[RETO DE PIÑERA]

Tragedia en Chile

El presidente electo, el liberal-conservador Sebastián Piñera, que jurará dentro de dos semanas, no podía tener peor recibimiento. Uno de los terremotos más intensos de todos los tiempos –8.8 en la escala de Richter– ha afectado, con pavorosa imparcialidad, la mayor parte de Chile, desde el sur con epicentro cerca de la ciudad de Concepción, hasta el norte, pasando por la capital, Santiago, e islas del Pacífico, hasta evocar en ellas el ominoso espectro de un tsunami que acabó, sin embargo, siendo comparativamente menor.

Se contabilizan ya más de 700 muertos, lo que contrasta con los cientos de miles que perdieron recientemente la vida, también por un corrimiento, en Haití, pero el daño causado a infraestructuras y a la capacidad productiva nacional ha sido igualmente inmenso.

La destrucción en el país económicamente mejor dotado de América Latina, así como vigorosamente democrático, puede evaluarse en unos 20 mil millones de euros (27 mil millones de dólares), lo que supera lo que debería costar la reconstrucción de la isla antillana; pero ello se debe a que en Chile había mucho más que perder.

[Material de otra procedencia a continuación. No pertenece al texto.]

//! Model repository staging artifacts on local disk
//!
//! Artifacts land in `<models_path>/<name>/<version>/`, the layout V2 servers
//! scan when asked to load a model by name.

use async_trait::async_trait;
use modelet_core::{ModelVersion, ModeletError, ModeletResult};
use std::path::{Path, PathBuf};
use tracing::{debug, info, warn};

/// Stages model versions where the inference server can load them
#[async_trait]
pub trait ModelRepository: Send + Sync {
    /// Stage the artifact of `model` and return its local path
    async fn download_model_version(&self, model: &ModelVersion) -> ModeletResult<PathBuf>;

    /// Reclaim the disk space of one staged version
    async fn remove_model_version(&self, name: &str, version: u32) -> ModeletResult<()>;
}

/// Repository that copies artifacts from local paths or `file://` URIs
pub struct LocalRepository {
    /// Directory the inference server loads models from
    models_path: PathBuf,
}

impl LocalRepository {
    /// Create a new local repository
    pub fn new(models_path: PathBuf) -> Self {
        Self { models_path }
    }

    /// Create the models directory if needed
    pub async fn init(&self) -> ModeletResult<()> {
        if !self.models_path.exists() {
            tokio::fs::create_dir_all(&self.models_path).await?;
            info!(path = %self.models_path.display(), "Created models directory");
        }
        Ok(())
    }

    /// Directory holding every staged version of `name`
    pub fn model_path(&self, name: &str) -> ModeletResult<PathBuf> {
        if name.is_empty() || name.contains(['/', '\\']) || name == "." || name == ".." {
            return Err(ModeletError::Storage(format!("Invalid model name: {:?}", name)));
        }
        Ok(self.models_path.join(name))
    }

    /// Directory holding one staged version
    pub fn version_path(&self, name: &str, version: u32) -> ModeletResult<PathBuf> {
        Ok(self.model_path(name)?.join(version.to_string()))
    }

    /// Versions of `name` currently staged on disk
    pub async fn staged_versions(&self, name: &str) -> ModeletResult<Vec<u32>> {
        let path = self.model_path(name)?;
        let mut versions = Vec::new();

        if !path.exists() {
            return Ok(versions);
        }

        let mut entries = tokio::fs::read_dir(&path).await?;
        while let Some(entry) = entries.next_entry().await? {
            if let Some(version) = entry
                .file_name()
                .to_str()
                .and_then(|s| s.parse::<u32>().ok())
            {
                versions.push(version);
            }
        }
        versions.sort_unstable();
        Ok(versions)
    }

    fn source_path(uri: &str) -> ModeletResult<PathBuf> {
        if let Some(path) = uri.strip_prefix("file://") {
            return Ok(PathBuf::from(path));
        }
        if uri.contains("://") {
            return Err(ModeletError::Storage(format!(
                "Unsupported artifact location: {}",
                uri
            )));
        }
        Ok(PathBuf::from(uri))
    }
}

/// Copy a file or directory tree into `dest`
async fn copy_tree(source: &Path, dest: &Path) -> ModeletResult<()> {
    tokio::fs::create_dir_all(dest).await?;

    if tokio::fs::metadata(source).await?.is_file() {
        let file_name = source
            .file_name()
            .ok_or_else(|| ModeletError::Storage(format!("Invalid artifact: {}", source.display())))?;
        tokio::fs::copy(source, dest.join(file_name)).await?;
        return Ok(());
    }

    let mut pending = vec![(source.to_path_buf(), dest.to_path_buf())];
    while let Some((from, to)) = pending.pop() {
        tokio::fs::create_dir_all(&to).await?;
        let mut entries = tokio::fs::read_dir(&from).await?;
        while let Some(entry) = entries.next_entry().await? {
            let target = to.join(entry.file_name());
            if entry.file_type().await?.is_dir() {
                pending.push((entry.path(), target));
            } else {
                tokio::fs::copy(entry.path(), &target).await?;
            }
        }
    }
    Ok(())
}

#[async_trait]
impl ModelRepository for LocalRepository {
    async fn download_model_version(&self, model: &ModelVersion) -> ModeletResult<PathBuf> {
        let uri = model.artifact_uri.as_deref().ok_or_else(|| {
            ModeletError::Storage(format!("No artifact location for {}", model))
        })?;
        let source = Self::source_path(uri)?;
        let dest = self.version_path(&model.name, model.version)?;

        if dest.exists() {
            debug!(model = %model, path = %dest.display(), "Replacing staged version");
            tokio::fs::remove_dir_all(&dest).await?;
        }

        copy_tree(&source, &dest).await?;

        info!(
            model = %model.name,
            version = model.version,
            path = %dest.display(),
            "Staged model version"
        );
        Ok(dest)
    }

    async fn remove_model_version(&self, name: &str, version: u32) -> ModeletResult<()> {
        let path = self.version_path(name, version)?;

        if path.exists() {
            tokio::fs::remove_dir_all(&path).await?;
            info!(model = name, version = version, "Removed staged model version");
        } else {
            warn!(model = name, version = version, "No staged files to remove");
        }

        // drop the model directory once its last version is gone
        let model_path = self.model_path(name)?;
        if tokio::fs::remove_dir(&model_path).await.is_ok() {
            debug!(model = name, "Removed empty model directory");
        }
        Ok(())
    }
}

#[cfg(test)]
mod tests {
    use super::*;

    fn artifact(dir: &Path) -> PathBuf {
        let source = dir.join("source");
        std::fs::create_dir_all(source.join("weights")).unwrap();
        std::fs::write(source.join("model-settings.json"), "{}").unwrap();
        std::fs::write(source.join("weights").join("model.bin"), "0101").unwrap();
        source
    }

    #[test]
    fn test_model_path() {
        let repo = LocalRepository::new(PathBuf::from("/mnt/agent/models"));
        assert_eq!(
            repo.version_path("iris", 3).unwrap(),
            PathBuf::from("/mnt/agent/models/iris/3")
        );
        assert!(repo.model_path("../etc").is_err());
        assert!(repo.model_path("").is_err());
    }

    #[test]
    fn test_source_path() {
        assert_eq!(
            LocalRepository::source_path("file:///data/iris").unwrap(),
            PathBuf::from("/data/iris")
        );
        assert_eq!(
            LocalRepository::source_path("/data/iris").unwrap(),
            PathBuf::from("/data/iris")
        );
        assert!(LocalRepository::source_path("s3://bucket/iris").is_err());
    }

    #[tokio::test]
    async fn test_stage_and_remove_directory() {
        let dir = tempfile::tempdir().unwrap();
        let source = artifact(dir.path());
        let repo = LocalRepository::new(dir.path().join("models"));
        repo.init().await.unwrap();

        let mut mv = ModelVersion::new("iris", 1, 100);
        mv.artifact_uri = Some(format!("file://{}", source.display()));

        let path = repo.download_model_version(&mv).await.unwrap();
        assert!(path.join("model-settings.json").exists());
        assert!(path.join("weights").join("model.bin").exists());

        mv.version = 2;
        repo.download_model_version(&mv).await.unwrap();
        assert_eq!(repo.staged_versions("iris").await.unwrap(), vec![1, 2]);

        repo.remove_model_version("iris", 1).await.unwrap();
        assert_eq!(repo.staged_versions("iris").await.unwrap(), vec![2]);

        repo.remove_model_version("iris", 2).await.unwrap();
        assert!(!repo.model_path("iris").unwrap().exists());
    }

    #[tokio::test]
    async fn test_stage_single_file() {
        let dir = tempfile::tempdir().unwrap();
        let file = dir.path().join("model.onnx");
        std::fs::write(&file, "onnx").unwrap();
        let repo = LocalRepository::new(dir.path().join("models"));

        let mut mv = ModelVersion::new("mnist", 4, 100);
        mv.artifact_uri = Some(file.display().to_string());

        let path = repo.download_model_version(&mv).await.unwrap();
        assert!(path.join("model.onnx").exists());
    }

    #[tokio::test]
    async fn test_stage_without_uri_fails() {
        let dir = tempfile::tempdir().unwrap();
        let repo = LocalRepository::new(dir.path().to_path_buf());
        let mv = ModelVersion::new("iris", 1, 100);

        let result = repo.download_model_version(&mv).await;
        assert!(matches!(result, Err(ModeletError::Storage(_))));
    }
}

Pasarán semanas antes de que se haya restablecido plenamente la normalidad, con el sistema viario y de transporte casi paralizado, zonas en grave desabastecimiento y episodios de saqueo, en especial de artículos de primera necesidad.

Pero éste es también el momento para que Piñera comience su mandato venciendo a la adversidad. Es el momento de demostrar que tiene capacidad de liderazgo para aunar esfuerzos en busca de la recuperación. Y las instituciones democráticas, que en las elecciones del pasado enero registraron un cambio notable apartando a la concertación de centro-izquierda, que llevaba 20 años en el poder, en beneficio de la derecha, tendrán la ocasión de probar, como bien merece el pueblo chileno, que son las más eficaces, las más igualitarias, las más compasivas para volver a poner, y con la mayor rapidez, el país en pie.

Cabe comentar no sin ironía la evidencia de que América –la Latina y la otra– se une en una misma voz y solidaridad –el venezolano Chávez y el norteamericano Obama– únicamente ante tragedias como las de Chile o Haití. Ambas merecen que no olvidemos, pero en el caso de Santiago hay que esperar, además, que la reconstrucción, pronta y total, sea una obra fundamentalmente nacional.